Assignment -
Search the records for the string "seen" and return each line that has it.

═════ Records supplied ═════

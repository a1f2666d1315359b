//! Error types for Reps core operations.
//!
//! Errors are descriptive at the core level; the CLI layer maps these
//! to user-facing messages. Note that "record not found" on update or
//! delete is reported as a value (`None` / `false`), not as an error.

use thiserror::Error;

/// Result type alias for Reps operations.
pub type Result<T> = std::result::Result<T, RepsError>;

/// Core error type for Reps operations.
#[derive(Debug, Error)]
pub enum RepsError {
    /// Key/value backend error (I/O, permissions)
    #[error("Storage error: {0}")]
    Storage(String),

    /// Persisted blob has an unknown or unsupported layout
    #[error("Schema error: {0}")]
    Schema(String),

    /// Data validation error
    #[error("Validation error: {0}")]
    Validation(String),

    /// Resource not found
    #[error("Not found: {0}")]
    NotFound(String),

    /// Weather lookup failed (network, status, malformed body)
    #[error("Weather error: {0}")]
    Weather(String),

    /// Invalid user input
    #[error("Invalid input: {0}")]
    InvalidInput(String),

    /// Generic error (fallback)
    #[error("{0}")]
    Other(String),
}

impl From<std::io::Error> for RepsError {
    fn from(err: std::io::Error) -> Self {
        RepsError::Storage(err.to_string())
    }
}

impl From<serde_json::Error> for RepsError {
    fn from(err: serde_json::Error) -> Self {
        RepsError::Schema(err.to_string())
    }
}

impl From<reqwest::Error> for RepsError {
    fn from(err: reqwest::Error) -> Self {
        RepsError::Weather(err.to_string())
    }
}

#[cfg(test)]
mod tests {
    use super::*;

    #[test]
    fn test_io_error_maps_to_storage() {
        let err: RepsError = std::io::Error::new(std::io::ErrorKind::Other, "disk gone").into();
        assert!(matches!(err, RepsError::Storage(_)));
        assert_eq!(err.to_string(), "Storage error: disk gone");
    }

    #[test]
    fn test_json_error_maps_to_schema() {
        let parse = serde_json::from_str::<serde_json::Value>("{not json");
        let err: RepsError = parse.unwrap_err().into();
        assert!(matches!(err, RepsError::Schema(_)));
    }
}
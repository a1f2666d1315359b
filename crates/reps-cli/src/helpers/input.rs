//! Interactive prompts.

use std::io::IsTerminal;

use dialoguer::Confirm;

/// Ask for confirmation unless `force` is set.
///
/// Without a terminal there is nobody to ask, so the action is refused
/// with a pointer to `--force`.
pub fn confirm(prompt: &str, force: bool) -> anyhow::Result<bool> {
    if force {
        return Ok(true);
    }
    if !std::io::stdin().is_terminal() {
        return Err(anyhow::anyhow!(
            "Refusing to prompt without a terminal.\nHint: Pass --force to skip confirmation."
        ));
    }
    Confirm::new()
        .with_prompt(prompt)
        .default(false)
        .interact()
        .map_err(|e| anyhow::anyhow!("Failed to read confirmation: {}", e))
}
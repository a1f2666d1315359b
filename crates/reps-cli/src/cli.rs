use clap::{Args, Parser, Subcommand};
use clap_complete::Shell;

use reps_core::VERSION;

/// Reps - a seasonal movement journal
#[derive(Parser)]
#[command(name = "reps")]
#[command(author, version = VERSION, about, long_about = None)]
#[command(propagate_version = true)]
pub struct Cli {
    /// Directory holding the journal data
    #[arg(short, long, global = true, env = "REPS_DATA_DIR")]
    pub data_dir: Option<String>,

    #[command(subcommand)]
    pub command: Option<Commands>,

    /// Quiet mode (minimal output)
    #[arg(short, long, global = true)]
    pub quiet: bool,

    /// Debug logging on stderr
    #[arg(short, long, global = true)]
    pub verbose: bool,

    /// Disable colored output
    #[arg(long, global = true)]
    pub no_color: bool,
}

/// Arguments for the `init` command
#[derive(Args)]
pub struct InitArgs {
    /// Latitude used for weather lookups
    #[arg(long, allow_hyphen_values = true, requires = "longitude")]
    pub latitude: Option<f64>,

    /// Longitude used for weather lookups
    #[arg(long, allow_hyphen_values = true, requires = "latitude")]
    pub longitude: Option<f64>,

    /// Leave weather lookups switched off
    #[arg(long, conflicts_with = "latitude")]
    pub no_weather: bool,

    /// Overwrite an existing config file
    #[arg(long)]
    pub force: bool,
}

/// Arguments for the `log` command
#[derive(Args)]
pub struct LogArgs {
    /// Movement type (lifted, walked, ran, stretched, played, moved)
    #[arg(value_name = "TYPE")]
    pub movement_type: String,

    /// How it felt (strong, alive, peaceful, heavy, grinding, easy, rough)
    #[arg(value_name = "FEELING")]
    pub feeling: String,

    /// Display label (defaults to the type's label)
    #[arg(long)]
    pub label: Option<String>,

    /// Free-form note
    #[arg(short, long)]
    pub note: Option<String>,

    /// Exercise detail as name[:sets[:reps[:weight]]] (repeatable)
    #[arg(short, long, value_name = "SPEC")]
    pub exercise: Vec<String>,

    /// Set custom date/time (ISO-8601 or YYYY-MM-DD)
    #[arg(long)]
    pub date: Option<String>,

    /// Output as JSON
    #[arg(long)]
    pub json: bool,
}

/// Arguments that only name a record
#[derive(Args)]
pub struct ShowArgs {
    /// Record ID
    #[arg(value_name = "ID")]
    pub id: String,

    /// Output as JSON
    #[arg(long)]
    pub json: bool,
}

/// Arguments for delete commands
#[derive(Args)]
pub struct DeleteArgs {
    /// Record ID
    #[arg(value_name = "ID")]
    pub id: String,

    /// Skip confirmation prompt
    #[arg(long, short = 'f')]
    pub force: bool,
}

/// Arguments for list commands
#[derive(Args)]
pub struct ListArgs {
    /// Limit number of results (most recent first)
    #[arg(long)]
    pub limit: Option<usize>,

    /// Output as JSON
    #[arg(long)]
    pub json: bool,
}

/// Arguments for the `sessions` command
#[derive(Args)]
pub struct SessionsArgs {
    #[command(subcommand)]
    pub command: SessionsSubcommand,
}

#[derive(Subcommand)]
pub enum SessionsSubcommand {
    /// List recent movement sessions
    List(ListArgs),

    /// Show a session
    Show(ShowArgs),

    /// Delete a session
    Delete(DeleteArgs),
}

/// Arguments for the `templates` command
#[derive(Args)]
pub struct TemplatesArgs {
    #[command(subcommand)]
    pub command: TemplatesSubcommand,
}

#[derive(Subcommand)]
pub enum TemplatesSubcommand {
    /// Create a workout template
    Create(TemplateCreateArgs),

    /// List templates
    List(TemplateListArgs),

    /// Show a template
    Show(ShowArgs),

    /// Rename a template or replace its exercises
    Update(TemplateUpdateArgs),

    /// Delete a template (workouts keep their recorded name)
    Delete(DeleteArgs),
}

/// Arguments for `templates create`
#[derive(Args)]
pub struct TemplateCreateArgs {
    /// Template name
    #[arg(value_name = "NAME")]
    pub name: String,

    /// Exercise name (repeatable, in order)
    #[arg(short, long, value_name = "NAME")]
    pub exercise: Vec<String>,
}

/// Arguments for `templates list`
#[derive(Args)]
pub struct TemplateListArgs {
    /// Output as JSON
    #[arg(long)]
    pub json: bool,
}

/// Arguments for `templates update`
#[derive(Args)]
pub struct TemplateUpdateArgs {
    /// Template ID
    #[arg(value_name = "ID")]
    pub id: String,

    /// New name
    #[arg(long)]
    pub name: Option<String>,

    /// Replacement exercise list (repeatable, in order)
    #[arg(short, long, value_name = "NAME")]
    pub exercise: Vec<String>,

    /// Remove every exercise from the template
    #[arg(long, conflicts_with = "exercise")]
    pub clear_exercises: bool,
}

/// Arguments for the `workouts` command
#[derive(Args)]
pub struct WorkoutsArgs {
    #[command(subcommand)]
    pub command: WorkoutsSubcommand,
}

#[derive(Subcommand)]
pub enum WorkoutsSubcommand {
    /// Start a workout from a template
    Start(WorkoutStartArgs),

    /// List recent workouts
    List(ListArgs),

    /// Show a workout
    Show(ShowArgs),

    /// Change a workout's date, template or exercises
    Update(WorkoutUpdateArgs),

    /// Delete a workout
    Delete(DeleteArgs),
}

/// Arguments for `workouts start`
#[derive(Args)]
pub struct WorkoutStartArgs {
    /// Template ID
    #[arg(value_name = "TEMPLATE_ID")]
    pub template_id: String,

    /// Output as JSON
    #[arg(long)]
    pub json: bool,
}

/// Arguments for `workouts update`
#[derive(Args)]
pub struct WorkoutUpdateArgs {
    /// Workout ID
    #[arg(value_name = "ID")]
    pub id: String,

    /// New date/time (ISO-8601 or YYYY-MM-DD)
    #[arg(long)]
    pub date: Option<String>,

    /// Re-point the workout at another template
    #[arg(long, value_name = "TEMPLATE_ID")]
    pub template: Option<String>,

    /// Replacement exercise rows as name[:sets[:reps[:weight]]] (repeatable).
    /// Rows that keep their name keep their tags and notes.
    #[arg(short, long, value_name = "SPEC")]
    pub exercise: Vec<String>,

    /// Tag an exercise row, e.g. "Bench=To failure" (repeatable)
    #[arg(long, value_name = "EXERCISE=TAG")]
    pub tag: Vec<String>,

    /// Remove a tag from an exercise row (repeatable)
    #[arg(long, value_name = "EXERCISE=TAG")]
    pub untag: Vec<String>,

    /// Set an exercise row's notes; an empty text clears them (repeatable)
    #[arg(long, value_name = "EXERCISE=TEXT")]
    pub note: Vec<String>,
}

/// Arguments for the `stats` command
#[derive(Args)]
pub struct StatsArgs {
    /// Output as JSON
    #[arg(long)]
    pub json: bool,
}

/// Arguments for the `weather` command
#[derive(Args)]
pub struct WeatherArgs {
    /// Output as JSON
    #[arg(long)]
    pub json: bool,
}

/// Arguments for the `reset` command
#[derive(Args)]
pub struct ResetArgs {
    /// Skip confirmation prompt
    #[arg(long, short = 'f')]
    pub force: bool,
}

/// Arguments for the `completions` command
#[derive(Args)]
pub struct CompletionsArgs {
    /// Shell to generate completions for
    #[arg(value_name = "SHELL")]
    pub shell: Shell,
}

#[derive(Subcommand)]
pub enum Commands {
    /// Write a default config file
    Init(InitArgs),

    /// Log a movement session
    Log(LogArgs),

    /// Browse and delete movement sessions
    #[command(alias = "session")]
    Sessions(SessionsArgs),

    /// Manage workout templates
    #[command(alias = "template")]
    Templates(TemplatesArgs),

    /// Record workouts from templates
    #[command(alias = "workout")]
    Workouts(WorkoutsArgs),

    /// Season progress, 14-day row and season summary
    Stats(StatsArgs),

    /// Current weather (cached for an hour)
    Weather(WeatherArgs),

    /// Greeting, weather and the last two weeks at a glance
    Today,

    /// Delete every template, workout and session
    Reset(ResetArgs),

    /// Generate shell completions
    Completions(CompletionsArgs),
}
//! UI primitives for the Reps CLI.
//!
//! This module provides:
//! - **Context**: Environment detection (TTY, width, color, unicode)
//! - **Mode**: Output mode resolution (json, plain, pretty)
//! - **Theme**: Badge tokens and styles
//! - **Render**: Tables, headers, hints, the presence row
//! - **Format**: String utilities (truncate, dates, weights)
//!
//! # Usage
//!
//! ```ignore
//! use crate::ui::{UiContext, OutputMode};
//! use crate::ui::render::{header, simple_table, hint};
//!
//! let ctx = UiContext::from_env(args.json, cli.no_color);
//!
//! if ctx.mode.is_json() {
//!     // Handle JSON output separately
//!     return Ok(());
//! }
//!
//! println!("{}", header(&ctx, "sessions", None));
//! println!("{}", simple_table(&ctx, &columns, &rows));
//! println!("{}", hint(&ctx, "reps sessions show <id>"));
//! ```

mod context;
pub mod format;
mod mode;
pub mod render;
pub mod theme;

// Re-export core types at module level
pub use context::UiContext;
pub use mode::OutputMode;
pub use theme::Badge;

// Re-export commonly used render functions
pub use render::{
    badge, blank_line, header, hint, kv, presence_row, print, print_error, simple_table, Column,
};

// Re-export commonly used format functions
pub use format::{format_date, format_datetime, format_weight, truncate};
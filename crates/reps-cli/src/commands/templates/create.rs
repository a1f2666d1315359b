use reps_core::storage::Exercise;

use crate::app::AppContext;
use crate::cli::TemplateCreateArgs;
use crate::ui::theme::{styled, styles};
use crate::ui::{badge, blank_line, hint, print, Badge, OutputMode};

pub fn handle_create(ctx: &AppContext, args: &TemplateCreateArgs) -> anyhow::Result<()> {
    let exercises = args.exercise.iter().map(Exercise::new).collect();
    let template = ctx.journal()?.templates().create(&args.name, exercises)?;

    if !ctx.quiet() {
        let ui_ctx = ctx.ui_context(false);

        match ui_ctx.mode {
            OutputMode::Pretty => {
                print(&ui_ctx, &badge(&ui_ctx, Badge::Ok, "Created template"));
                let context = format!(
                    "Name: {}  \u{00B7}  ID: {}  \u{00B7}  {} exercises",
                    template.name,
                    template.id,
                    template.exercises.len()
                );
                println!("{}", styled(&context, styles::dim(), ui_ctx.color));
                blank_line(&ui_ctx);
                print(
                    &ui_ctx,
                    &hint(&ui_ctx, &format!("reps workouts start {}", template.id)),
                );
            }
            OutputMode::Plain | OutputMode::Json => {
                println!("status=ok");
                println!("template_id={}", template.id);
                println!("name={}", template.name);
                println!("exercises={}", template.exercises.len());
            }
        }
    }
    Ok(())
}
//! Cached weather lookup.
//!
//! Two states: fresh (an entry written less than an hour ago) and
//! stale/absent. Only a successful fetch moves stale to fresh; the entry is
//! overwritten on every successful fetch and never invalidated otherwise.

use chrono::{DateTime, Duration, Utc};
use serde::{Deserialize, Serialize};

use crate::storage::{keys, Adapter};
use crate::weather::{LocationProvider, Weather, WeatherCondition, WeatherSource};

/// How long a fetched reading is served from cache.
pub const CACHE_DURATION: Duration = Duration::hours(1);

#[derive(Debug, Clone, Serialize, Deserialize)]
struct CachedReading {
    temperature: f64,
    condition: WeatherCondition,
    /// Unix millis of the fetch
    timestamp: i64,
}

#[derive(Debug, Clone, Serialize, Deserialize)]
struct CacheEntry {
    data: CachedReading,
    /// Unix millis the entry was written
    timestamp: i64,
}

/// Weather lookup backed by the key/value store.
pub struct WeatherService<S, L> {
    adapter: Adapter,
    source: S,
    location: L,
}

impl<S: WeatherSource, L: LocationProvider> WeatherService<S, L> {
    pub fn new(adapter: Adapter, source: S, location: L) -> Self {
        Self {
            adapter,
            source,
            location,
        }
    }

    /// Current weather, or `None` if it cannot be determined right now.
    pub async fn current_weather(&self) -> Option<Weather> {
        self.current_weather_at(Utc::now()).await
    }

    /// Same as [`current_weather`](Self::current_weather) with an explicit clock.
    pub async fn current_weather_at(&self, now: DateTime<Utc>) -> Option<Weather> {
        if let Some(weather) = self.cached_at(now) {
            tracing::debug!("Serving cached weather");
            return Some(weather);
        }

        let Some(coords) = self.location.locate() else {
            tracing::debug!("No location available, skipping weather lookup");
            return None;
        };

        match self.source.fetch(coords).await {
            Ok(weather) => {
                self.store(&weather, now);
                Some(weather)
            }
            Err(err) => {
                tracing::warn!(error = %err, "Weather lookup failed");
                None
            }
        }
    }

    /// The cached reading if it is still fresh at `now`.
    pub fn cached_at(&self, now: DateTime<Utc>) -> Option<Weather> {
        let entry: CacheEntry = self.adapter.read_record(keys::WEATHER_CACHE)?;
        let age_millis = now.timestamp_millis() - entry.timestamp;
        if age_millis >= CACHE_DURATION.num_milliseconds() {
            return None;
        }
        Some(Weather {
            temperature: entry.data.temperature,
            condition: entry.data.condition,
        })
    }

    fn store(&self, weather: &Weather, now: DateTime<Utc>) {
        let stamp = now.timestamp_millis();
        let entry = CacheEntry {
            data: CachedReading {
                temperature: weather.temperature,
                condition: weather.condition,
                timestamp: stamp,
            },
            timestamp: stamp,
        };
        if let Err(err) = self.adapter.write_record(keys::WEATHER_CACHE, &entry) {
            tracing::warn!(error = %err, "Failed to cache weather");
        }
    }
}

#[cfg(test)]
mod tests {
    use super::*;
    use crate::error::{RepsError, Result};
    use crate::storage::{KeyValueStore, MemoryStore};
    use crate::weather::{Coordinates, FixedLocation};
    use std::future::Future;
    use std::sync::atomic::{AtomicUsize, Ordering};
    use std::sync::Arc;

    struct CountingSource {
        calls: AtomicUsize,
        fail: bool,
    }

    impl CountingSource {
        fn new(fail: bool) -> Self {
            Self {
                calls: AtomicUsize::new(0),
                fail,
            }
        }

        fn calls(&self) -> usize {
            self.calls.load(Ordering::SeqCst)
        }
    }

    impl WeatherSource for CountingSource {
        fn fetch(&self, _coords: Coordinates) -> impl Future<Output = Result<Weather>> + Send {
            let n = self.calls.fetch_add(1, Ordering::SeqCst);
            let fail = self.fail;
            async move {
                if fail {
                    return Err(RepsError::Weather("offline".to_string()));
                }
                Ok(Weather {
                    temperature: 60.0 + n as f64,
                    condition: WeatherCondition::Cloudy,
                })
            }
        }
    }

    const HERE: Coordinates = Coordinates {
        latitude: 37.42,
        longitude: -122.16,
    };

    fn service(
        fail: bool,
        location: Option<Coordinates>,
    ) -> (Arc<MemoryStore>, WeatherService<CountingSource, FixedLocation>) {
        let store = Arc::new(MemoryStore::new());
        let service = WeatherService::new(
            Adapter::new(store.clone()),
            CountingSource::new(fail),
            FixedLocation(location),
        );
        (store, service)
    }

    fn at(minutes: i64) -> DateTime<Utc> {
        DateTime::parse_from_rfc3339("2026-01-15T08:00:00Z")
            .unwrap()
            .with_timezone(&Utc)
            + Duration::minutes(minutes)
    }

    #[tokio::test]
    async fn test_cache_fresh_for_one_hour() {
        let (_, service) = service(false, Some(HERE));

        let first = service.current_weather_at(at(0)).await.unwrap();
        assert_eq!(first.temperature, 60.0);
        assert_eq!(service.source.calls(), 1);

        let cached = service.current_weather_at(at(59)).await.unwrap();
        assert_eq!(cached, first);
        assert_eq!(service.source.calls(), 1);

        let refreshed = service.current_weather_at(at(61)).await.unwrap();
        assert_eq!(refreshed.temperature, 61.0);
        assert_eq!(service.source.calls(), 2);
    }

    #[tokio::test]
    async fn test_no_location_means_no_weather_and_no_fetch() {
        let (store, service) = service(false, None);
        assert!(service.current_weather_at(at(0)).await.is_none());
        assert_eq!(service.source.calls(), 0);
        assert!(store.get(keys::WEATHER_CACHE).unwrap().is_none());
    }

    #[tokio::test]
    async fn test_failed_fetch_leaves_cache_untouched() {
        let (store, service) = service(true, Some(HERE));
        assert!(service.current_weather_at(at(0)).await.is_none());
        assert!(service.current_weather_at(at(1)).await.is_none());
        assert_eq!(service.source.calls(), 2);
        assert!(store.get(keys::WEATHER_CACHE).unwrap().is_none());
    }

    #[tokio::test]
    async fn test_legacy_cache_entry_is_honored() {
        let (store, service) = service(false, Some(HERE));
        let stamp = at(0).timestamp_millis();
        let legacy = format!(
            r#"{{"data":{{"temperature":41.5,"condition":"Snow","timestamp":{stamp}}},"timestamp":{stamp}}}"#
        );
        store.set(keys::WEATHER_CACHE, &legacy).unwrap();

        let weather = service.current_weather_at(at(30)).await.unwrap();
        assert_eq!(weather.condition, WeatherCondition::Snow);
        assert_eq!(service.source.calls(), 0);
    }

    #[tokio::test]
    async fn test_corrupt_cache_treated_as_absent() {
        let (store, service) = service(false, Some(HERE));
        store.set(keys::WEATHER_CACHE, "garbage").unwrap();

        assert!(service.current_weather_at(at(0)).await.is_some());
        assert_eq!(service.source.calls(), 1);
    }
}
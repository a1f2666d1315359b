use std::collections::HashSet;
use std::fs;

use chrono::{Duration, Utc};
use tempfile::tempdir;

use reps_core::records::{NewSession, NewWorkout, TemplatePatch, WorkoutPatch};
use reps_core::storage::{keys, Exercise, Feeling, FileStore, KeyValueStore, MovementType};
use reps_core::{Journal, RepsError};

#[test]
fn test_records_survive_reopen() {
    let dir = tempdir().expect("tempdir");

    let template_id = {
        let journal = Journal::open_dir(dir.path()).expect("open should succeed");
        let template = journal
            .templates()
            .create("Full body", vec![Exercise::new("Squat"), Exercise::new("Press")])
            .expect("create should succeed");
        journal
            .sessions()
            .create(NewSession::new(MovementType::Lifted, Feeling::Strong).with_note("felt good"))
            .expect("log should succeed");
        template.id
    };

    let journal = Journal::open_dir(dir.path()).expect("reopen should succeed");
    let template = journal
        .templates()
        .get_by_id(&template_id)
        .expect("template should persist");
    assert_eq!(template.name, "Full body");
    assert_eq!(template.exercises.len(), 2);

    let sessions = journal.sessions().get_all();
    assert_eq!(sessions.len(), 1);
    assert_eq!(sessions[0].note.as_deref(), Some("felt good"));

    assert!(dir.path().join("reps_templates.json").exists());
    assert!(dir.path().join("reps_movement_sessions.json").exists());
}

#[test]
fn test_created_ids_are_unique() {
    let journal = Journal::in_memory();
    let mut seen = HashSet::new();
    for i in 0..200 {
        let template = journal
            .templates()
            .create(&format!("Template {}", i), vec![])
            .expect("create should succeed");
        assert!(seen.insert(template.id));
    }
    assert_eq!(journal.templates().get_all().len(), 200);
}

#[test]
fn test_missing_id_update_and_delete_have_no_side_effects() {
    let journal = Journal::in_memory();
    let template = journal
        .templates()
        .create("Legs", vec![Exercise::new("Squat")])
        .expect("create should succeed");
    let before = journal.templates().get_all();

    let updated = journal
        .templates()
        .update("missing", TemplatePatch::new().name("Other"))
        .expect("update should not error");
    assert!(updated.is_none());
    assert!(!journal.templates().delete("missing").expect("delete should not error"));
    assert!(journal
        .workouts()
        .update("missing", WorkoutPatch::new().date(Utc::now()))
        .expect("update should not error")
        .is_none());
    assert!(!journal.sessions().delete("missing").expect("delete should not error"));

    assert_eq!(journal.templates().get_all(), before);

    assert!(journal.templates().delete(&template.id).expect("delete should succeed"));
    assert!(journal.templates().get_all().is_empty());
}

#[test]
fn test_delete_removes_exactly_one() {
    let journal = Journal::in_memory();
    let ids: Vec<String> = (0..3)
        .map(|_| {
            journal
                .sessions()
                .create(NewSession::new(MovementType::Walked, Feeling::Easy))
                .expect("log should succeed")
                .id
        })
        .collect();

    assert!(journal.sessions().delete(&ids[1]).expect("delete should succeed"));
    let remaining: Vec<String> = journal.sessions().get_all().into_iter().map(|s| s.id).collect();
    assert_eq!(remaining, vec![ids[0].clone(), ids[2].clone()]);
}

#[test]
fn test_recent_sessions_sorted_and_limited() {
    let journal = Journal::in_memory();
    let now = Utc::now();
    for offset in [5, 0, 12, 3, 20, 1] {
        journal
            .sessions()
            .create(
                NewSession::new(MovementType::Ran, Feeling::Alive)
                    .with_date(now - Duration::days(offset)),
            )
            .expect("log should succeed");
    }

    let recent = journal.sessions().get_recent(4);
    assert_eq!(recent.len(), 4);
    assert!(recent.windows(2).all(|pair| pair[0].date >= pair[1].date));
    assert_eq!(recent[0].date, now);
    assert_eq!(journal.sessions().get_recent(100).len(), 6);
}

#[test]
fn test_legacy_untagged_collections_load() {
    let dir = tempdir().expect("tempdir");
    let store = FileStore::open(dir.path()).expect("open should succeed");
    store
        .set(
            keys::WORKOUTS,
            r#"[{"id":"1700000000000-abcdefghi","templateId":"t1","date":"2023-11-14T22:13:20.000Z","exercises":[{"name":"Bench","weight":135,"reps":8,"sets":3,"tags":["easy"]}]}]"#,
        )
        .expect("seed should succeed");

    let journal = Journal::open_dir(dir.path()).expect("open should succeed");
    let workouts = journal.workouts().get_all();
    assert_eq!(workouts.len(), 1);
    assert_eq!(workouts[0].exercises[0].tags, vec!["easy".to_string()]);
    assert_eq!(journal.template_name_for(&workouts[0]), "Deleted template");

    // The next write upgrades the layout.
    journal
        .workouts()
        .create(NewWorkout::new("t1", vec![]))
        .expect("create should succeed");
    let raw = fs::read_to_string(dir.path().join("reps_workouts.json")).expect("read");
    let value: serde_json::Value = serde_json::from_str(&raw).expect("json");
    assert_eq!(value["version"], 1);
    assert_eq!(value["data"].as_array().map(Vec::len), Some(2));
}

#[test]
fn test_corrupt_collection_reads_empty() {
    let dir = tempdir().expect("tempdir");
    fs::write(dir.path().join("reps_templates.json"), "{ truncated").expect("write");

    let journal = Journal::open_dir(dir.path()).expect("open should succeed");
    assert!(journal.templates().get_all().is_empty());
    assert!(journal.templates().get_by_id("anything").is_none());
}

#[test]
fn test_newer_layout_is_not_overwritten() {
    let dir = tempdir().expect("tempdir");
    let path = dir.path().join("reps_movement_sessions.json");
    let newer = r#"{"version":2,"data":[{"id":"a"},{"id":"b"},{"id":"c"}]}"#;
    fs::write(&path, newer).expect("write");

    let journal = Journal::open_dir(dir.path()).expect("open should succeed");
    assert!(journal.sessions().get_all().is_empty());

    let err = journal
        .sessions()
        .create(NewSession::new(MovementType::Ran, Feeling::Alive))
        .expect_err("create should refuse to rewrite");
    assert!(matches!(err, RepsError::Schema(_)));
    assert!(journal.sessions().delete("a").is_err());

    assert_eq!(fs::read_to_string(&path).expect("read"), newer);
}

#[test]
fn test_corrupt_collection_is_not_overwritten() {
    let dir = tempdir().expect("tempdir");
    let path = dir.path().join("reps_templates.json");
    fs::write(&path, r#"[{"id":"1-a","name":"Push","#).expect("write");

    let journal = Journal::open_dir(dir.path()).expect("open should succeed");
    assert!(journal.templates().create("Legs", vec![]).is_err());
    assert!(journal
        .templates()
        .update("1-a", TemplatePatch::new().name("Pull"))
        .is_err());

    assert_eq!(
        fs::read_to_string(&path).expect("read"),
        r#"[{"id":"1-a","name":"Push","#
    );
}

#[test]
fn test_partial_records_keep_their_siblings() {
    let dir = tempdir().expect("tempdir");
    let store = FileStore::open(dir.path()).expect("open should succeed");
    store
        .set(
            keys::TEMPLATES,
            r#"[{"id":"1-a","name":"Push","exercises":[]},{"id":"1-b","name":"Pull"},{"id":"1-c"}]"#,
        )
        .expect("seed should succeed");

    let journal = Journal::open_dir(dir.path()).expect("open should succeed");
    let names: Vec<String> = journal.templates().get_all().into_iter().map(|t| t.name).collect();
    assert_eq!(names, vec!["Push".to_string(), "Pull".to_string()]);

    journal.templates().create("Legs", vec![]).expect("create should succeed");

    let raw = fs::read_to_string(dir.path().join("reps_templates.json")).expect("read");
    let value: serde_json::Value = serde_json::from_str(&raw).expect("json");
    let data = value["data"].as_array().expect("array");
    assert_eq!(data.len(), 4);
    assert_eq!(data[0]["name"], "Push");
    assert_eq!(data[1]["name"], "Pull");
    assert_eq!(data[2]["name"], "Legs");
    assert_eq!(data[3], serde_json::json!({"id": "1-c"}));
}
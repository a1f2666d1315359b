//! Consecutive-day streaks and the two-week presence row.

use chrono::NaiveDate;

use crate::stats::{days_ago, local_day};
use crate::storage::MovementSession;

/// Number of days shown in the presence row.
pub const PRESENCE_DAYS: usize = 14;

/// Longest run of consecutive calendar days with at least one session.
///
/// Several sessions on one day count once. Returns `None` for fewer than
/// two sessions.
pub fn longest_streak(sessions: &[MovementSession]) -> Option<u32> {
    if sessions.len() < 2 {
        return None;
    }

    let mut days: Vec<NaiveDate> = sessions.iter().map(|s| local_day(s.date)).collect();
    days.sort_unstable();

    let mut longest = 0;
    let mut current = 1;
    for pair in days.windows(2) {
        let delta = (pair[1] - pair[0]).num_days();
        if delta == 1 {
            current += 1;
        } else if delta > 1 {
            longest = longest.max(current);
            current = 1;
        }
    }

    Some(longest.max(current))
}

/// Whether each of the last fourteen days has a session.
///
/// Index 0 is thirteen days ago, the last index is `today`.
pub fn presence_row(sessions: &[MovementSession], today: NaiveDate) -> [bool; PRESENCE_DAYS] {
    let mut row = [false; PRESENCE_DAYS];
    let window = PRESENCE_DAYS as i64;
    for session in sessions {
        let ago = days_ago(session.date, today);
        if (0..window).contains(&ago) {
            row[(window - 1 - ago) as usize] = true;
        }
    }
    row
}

═════

Task result -
    let mut seen = HashSet::new();
        assert!(seen.insert(template.id));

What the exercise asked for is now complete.